What is the significance of this dramatic drop in the Baltic Dry Index [BDI]?
Changes in the Baltic Dry Index can give investors insight into global supply and demand trends. This change is often considered a leading indicator of future economic growth (if the index is rising) or contraction (index is falling) because the goods shipped are raw, pre-production material, which is typically an area with very low levels of speculation.
The index indirectly measures global demand for the commodities shipped aboard dry bulk carriers, such as building materials, coal, crude oil, metallic ores, and grains. These materials function as raw material inputs to the production of intermediate or finished goods, such as concrete, electricity, steel, and food, which makes the index an economic indicator of future manufacturing activity and, more generally, worldwide industrial output.

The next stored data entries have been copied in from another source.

use crate::{
    error::NodeError,
    executor::Executor,
    types::{BlockInfo, TransactionRecord, TransactionRequest, TransactionStatus},
};
use alloy_primitives::{Address, B256, Bytes, U256, map::B256HashMap};
use era_sandbox_config::{RICH_WALLETS, SandboxConfig};
use era_sandbox_core::{
    BlockContext, CallContext, CallFrame, CallOutcome, CodeRunner, Fee, FeeModel, Log, LogFilter,
    Prank, StateError, StateStore, hash_bytecode,
};
use parking_lot::RwLock;
use std::{collections::BTreeMap, sync::Arc};

/// Everything the node owns. Guarded by the lock in [`InMemoryNode`].
#[derive(Debug)]
pub struct InMemoryNodeInner {
    pub config: SandboxConfig,
    pub state: StateStore,
    /// Context of the block currently being built.
    pub block: BlockContext,
    pub call_context: CallContext,
    pub fee_model: FeeModel,
    blocks: BTreeMap<u64, BlockInfo>,
    latest_block: u64,
    transactions: B256HashMap<TransactionRecord>,
    /// Number of accepted submissions, mixed into transaction hashes.
    submitted: u64,
    logs: Vec<Log>,
    runner: Arc<dyn CodeRunner>,
}

impl InMemoryNodeInner {
    /// Creates the genesis state described by `config` and seals the genesis block.
    pub fn new(config: SandboxConfig, runner: Arc<dyn CodeRunner>) -> Self {
        let mut state = StateStore::new();
        if config.genesis.seed_rich_wallets {
            for (address, _) in RICH_WALLETS {
                state.force_set_balance(address, config.genesis.rich_wallet_balance);
            }
        }

        let fee_model = FeeModel {
            base_tx_gas: config.fee.base_tx_gas,
            gas_per_calldata_byte: config.fee.gas_per_calldata_byte,
            gas_per_factory_dep_byte: config.fee.gas_per_factory_dep_byte,
            estimate_scale_percent: config.fee.estimate_scale_percent,
            l2_gas_price: config.l2_gas_price,
            gas_per_pubdata_limit: config.gas_per_pubdata_limit,
        };
        let genesis = BlockContext::new(config.genesis.block_number, config.genesis.timestamp);

        let mut inner = Self {
            config,
            state,
            block: genesis,
            call_context: CallContext::new(),
            fee_model,
            blocks: BTreeMap::new(),
            latest_block: genesis.number,
            transactions: B256HashMap::default(),
            submitted: 0,
            logs: Vec::new(),
            runner,
        };
        inner.seal_block(genesis, Vec::new());
        inner
    }

    fn executor<'a>(
        state: &'a mut StateStore,
        block: &'a mut BlockContext,
        call_context: &'a mut CallContext,
        runner: &'a dyn CodeRunner,
        config: &SandboxConfig,
    ) -> Executor<'a> {
        Executor {
            state,
            block,
            call_context,
            runner,
            chain_id: config.chain_id,
            cheatcodes: config.cheatcodes,
        }
    }

    /// Validates, executes and seals `request` in its own block.
    ///
    /// A request that passes validation always produces a record, with status
    /// [`TransactionStatus::Failed`] if execution did not succeed. The sender nonce is
    /// incremented in both cases.
    pub fn submit_transaction(&mut self, request: TransactionRequest) -> Result<B256, NodeError> {
        let from = request.from;
        let nonce = self.state.nonce(&from);
        match request.nonce {
            Some(actual) if actual < nonce => {
                return Err(NodeError::NonceTooLow { address: from, expected: nonce, actual });
            }
            Some(actual) if actual > nonce => {
                return Err(NodeError::NonceTooHigh { address: from, expected: nonce, actual });
            }
            _ => {}
        }
        let balance = self.state.balance(&from);
        if balance < request.value {
            return Err(NodeError::InsufficientFunds { balance, value: request.value });
        }
        for dep in &request.factory_deps {
            hash_bytecode(dep)?;
        }

        let hash = request.hash(nonce, self.config.chain_id, self.submitted);
        let sealed = self.block;
        self.state.increment_nonce(from)?;
        self.submitted += 1;
        let mut record = TransactionRecord::pending(hash, &request, nonce, sealed.timestamp);
        self.transactions.insert(hash, record.clone());
        debug!(?hash, ?from, nonce, "accepted transaction");

        let snapshot = self.state.snapshot();
        let (outcome, contract_address) = self.execute_transaction(&request, nonce);
        if !outcome.is_success() {
            self.state.restore(snapshot);
        }

        let gas_used = self.fee_model.intrinsic_gas(&request.input, &request.factory_deps);
        let logs: Vec<Log> = self
            .state
            .take_logs()
            .into_iter()
            .enumerate()
            .map(|(index, entry)| Log {
                entry,
                block_number: sealed.number,
                transaction_hash: hash,
                log_index: index as u64,
            })
            .collect();

        let success = outcome.is_success();
        record.status = if success {
            TransactionStatus::Included
        } else {
            TransactionStatus::Failed
        };
        record.block_number = Some(sealed.number);
        record.gas_used = gas_used;
        record.fee = self.fee_model.fee_for(gas_used);
        record.revert_reason = outcome.revert_reason();
        record.output = outcome.output;
        record.contract_address = contract_address.filter(|_| success);
        record.logs = logs.clone();

        info!(
            ?hash,
            status = ?record.status,
            block = sealed.number,
            logs = logs.len(),
            "executed transaction"
        );
        if let Some(reason) = &record.revert_reason {
            debug!(?hash, %reason, "transaction failed");
        }

        self.logs.extend(logs);
        self.transactions.insert(hash, record);
        self.seal_block(sealed, vec![hash]);
        Ok(hash)
    }

    fn execute_transaction(
        &mut self,
        request: &TransactionRequest,
        nonce: u64,
    ) -> (CallOutcome, Option<Address>) {
        let mut executor = Self::executor(
            &mut self.state,
            &mut self.block,
            &mut self.call_context,
            self.runner.as_ref(),
            &self.config,
        );
        for dep in &request.factory_deps {
            if let Err(err) = executor.state.register_code(dep) {
                return (CallOutcome::revert_with_reason(err.to_string()), None);
            }
        }

        match request.to {
            Some(to) => {
                let frame = CallFrame::root(request.from, to, request.value);
                (executor.execute(frame, request.input.clone()), None)
            }
            None => {
                let (outcome, address) =
                    executor.create(request.from, nonce, &request.input, request.value);
                (outcome, Some(address))
            }
        }
    }

    /// Executes `request` on a copy of the state and discards every change.
    pub fn call(&self, request: &TransactionRequest) -> Result<CallOutcome, NodeError> {
        let to = request.to.ok_or(NodeError::MissingRecipient)?;
        let mut state = self.state.clone();
        let mut block = self.block;
        let mut call_context = self.call_context.clone();
        let mut executor = Self::executor(
            &mut state,
            &mut block,
            &mut call_context,
            self.runner.as_ref(),
            &self.config,
        );
        let frame = CallFrame::root(request.from, to, request.value);
        Ok(executor.execute(frame, request.input.clone()))
    }

    /// Quotes `request` with the deterministic fee model.
    pub fn estimate_fee(&self, request: &TransactionRequest) -> Fee {
        let balance = self.state.balance(&request.from);
        self.fee_model.estimate(&request.input, &request.factory_deps, request.value, balance)
    }

    /// Seals an empty block.
    pub fn mine_block(&mut self) -> BlockInfo {
        let sealed = self.block;
        let block = self.seal_block(sealed, Vec::new());
        debug!(number = block.number, timestamp = block.timestamp, "mined empty block");
        block
    }

    fn seal_block(&mut self, sealed: BlockContext, transactions: Vec<B256>) -> BlockInfo {
        let parent_hash = self.latest_block().map(|block| block.hash).unwrap_or_default();
        let block = BlockInfo::new(sealed.number, sealed.timestamp, parent_hash, transactions);
        if self.blocks.insert(block.number, block.clone()).is_some() {
            warn!(number = block.number, "replacing a sealed block with the same number");
        }
        self.latest_block = block.number;
        self.block.advance();
        block
    }

    pub fn latest_block(&self) -> Option<&BlockInfo> {
        self.blocks.get(&self.latest_block)
    }

    pub fn block_by_number(&self, number: u64) -> Option<&BlockInfo> {
        self.blocks.get(&number)
    }

    pub fn transaction(&self, hash: &B256) -> Option<&TransactionRecord> {
        self.transactions.get(hash)
    }

    /// Records of the transactions sealed in block `number`, in order.
    pub fn block_transactions(&self, number: u64) -> Option<Vec<TransactionRecord>> {
        let block = self.blocks.get(&number)?;
        Some(
            block
                .transactions
                .iter()
                .filter_map(|hash| self.transactions.get(hash))
                .cloned()
                .collect(),
        )
    }

    pub fn logs(&self, filter: &LogFilter) -> Vec<Log> {
        self.logs.iter().filter(|log| filter.matches(log)).cloned().collect()
    }

    pub fn set_balance(&mut self, address: Address, balance: U256) {
        self.state.force_set_balance(address, balance);
    }

    pub fn set_nonce(&mut self, address: Address, nonce: u64) {
        self.state.force_set_nonce(address, nonce);
    }

    /// Replaces the code of `address`.
    ///
    /// A new registration stays pending in the state and is carried by the logs of the next
    /// submitted transaction.
    pub fn set_code(
        &mut self,
        address: Address,
        code: &Bytes,
    ) -> Result<Option<B256>, StateError> {
        self.state.force_set_code(address, code)
    }

    pub fn set_storage(&mut self, address: Address, slot: B256, value: B256) {
        self.state.force_set_storage(address, slot, value);
    }

    /// Sets the timestamp of the next block, returning `timestamp - previous`.
    pub fn set_time(&mut self, timestamp: u64) -> i64 {
        let previous = self.block.timestamp;
        self.block.set_timestamp(timestamp);
        let diff = i128::from(timestamp).saturating_sub(i128::from(previous));
        diff.clamp(i128::from(i64::MIN), i128::from(i64::MAX)) as i64
    }

    /// Moves the timestamp of the next block forward by `seconds`.
    pub fn increase_time(&mut self, seconds: u64) -> u64 {
        self.block.increase_time(seconds);
        seconds
    }

    pub fn prank(&self) -> Option<Prank> {
        self.call_context.prank().copied()
    }
}

/// In-memory node. Cheap to clone, every clone shares the same state.
///
/// Transactions hold the write lock for their whole execution, reads take the read lock.
#[derive(Clone, Debug)]
pub struct InMemoryNode {
    inner: Arc<RwLock<InMemoryNodeInner>>,
}

impl InMemoryNode {
    pub fn new(config: SandboxConfig, runner: Arc<dyn CodeRunner>) -> Self {
        Self { inner: Arc::new(RwLock::new(InMemoryNodeInner::new(config, runner))) }
    }

    pub fn get_inner(&self) -> Arc<RwLock<InMemoryNodeInner>> {
        self.inner.clone()
    }

    pub fn submit_transaction(&self, request: TransactionRequest) -> Result<B256, NodeError> {
        self.inner.write().submit_transaction(request)
    }

    pub fn call(&self, request: &TransactionRequest) -> Result<CallOutcome, NodeError> {
        self.inner.read().call(request)
    }

    pub fn estimate_fee(&self, request: &TransactionRequest) -> Fee {
        self.inner.read().estimate_fee(request)
    }

    pub fn mine_block(&self) -> BlockInfo {
        self.inner.write().mine_block()
    }

    pub fn get_logs(&self, filter: &LogFilter) -> Vec<Log> {
        self.inner.read().logs(filter)
    }

    pub fn transaction(&self, hash: &B256) -> Option<TransactionRecord> {
        self.inner.read().transaction(hash).cloned()
    }

    pub fn block(&self, number: u64) -> Option<BlockInfo> {
        self.inner.read().block_by_number(number).cloned()
    }

    pub fn latest_block(&self) -> Option<BlockInfo> {
        self.inner.read().latest_block().cloned()
    }

    pub fn block_context(&self) -> BlockContext {
        self.inner.read().block
    }

    pub fn balance(&self, address: &Address) -> U256 {
        self.inner.read().state.balance(address)
    }

    pub fn nonce(&self, address: &Address) -> u64 {
        self.inner.read().state.nonce(address)
    }

    pub fn code(&self, address: &Address) -> Option<Bytes> {
        self.inner.read().state.code(address)
    }

    pub fn storage(&self, address: &Address, slot: B256) -> B256 {
        self.inner.read().state.storage(address, slot)
    }

    pub fn bytecode_by_hash(&self, hash: &B256) -> Option<Bytes> {
        self.inner.read().state.bytecode_by_hash(hash).cloned()
    }

    pub fn prank(&self) -> Option<Prank> {
        self.inner.read().prank()
    }
}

The BDI is considered a leading economic indicator of future economic activity. As we can see from the chart above, the BDI is indicating a bleak future for economic growth as global shipping of raw, pre-production material, including basic food stuffs, such as grains, sugar and rice, are curtailed.
As mentioned in a previous missive, Letters of Credit are not being honored or have become too expensive and may be a major reason for the dramatic drop in the BDI, along with falling global demand for basic commodities.

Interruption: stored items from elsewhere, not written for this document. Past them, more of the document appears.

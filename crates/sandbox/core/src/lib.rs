//! # era-sandbox-core
//!
//! State model of the era sandbox: accounts and the known-code index, the block context, the
//! call-context override, and the [`Host`]/[`CodeRunner`] seam used to execute account code.

#![cfg_attr(not(test), warn(unused_crate_dependencies))]

pub mod block;
pub mod bytecode;
pub mod constants;
pub mod context;
pub mod fee;
pub mod host;
pub mod log;
pub mod state;
pub mod utils;

pub use block::BlockContext;
pub use bytecode::{InvalidBytecodeError, hash_bytecode};
pub use context::{CallContext, CallFrame, Prank, PrankState};
pub use fee::{Fee, FeeModel};
pub use host::{CallOutcome, CallStatus, CodeRunner, HaltReason, Host};
pub use log::{Log, LogEntry, LogFilter};
pub use state::{Account, KnownCodes, StateError, StateSnapshot, StateStore};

What does this mean? One important trend we can detect from this drop of 93% in shipping demand is that pre-production commodities needed to manufacture goods are not being made available to manufacturers, which will undoubtedly lead to future shortages in manufactured goods.

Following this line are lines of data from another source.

use crate::{
    error::{RpcError, RpcResult},
    types::{CallRequest, TransactionDetails},
};
use alloy_primitives::{Address, B256, Bytes};
use async_trait::async_trait;
use era_sandbox_core::Fee;
use era_sandbox_node::{InMemoryNodeInner, TransactionRecord, TransactionRequest};
use parking_lot::RwLock;
use std::sync::Arc;

/// zkSync specific methods of the `zks` namespace.
#[async_trait]
pub trait ZksNamespaceT {
    async fn estimate_fee(&self, req: CallRequest) -> RpcResult<Fee>;

    /// Returns the USD price of `token_address` as a decimal string.
    async fn get_token_price(&self, token_address: Address) -> RpcResult<String>;

    /// `None` when no transaction with `hash` was submitted.
    async fn get_transaction_details(&self, hash: B256) -> RpcResult<Option<TransactionDetails>>;

    /// Looks up the known-code index. `None` when the hash was never registered.
    async fn get_bytecode_by_hash(&self, hash: B256) -> RpcResult<Option<Bytes>>;

    async fn get_raw_block_transactions(&self, number: u64) -> RpcResult<Vec<TransactionRecord>>;
}

#[derive(Clone, Debug)]
pub struct ZksNamespace {
    node: Arc<RwLock<InMemoryNodeInner>>,
}

impl ZksNamespace {
    pub fn new(node: Arc<RwLock<InMemoryNodeInner>>) -> Self {
        Self { node }
    }
}

#[async_trait]
impl ZksNamespaceT for ZksNamespace {
    async fn estimate_fee(&self, req: CallRequest) -> RpcResult<Fee> {
        let request = TransactionRequest::from(req);
        let fee = self.node.read().estimate_fee(&request);
        trace!(gas_limit = %fee.gas_limit, max_fee_per_gas = %fee.max_fee_per_gas, "estimated fee");
        Ok(fee)
    }

    async fn get_token_price(&self, token_address: Address) -> RpcResult<String> {
        let node = self.node.read();
        match node.config.token_price(&token_address) {
            Some(price) => Ok(price.to_string()),
            None => {
                debug!(?token_address, "token price requested for an unknown token");
                Err(RpcError::resource_not_found(format!(
                    "token price not found for {token_address}"
                )))
            }
        }
    }

    async fn get_transaction_details(&self, hash: B256) -> RpcResult<Option<TransactionDetails>> {
        let node = self.node.read();
        let gas_per_pubdata = node.config.gas_per_pubdata_limit;
        Ok(node.transaction(&hash).map(|record| TransactionDetails::new(record, gas_per_pubdata)))
    }

    async fn get_bytecode_by_hash(&self, hash: B256) -> RpcResult<Option<Bytes>> {
        Ok(self.node.read().state.bytecode_by_hash(&hash).cloned())
    }

    async fn get_raw_block_transactions(&self, number: u64) -> RpcResult<Vec<TransactionRecord>> {
        self.node
            .read()
            .block_transactions(number)
            .ok_or_else(|| RpcError::resource_not_found(format!("block {number} not found")))
    }
}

Perhaps more importantly, the precipitous fall in the BDI means that basic food stuffs – wheat, sugar, rice, etc – are not being shipped. In my locale I’ve already noticed there is no more wheat bread being made available at my location of the world’s third largest retail business. Also, Thai or any other imported rice is no longer available at the local Asian market that stocks imported food stuffs. The shop keepers there told me that Thailand is no longer shipping their rice. As an aside, Thai rice farmers have started guarding their rice fields as rice as become a much more valuable commodity. Thai farmers guard their fields
What does this all mean for the average person like you and me? We will begin to see fewer and fewer imported goods on local store shelves. Unless the letters of credit system that businesses have used for centuries gets back on track and businesses can once again rely on the good faith and credit of the issuing banks, we will see continued shortages of a growing list of commodities, such as grains used in brewing beer, sugar in baking and other food production and rice used as a stable food source in many consumer’s diets.
Once consumers notice shortages on their local shelves, the natural reaction will be to start buying what they can buy and store those foodstuffs at home rather than expect them to be available at a future date on store shelves. At that point, food shortages will appear overnight.
The other factor that will soon lead to a mad rush to buy commodities of all kinds, including food, is inflation. Once consumers realize the fiat currency they hold in their hand is losing purchasing power day-by-day, buying less tomorrow than it can today, they will buy today what they need tomorrow, leading to even more inflation as the velocity of money – how many times money changes hands – increases.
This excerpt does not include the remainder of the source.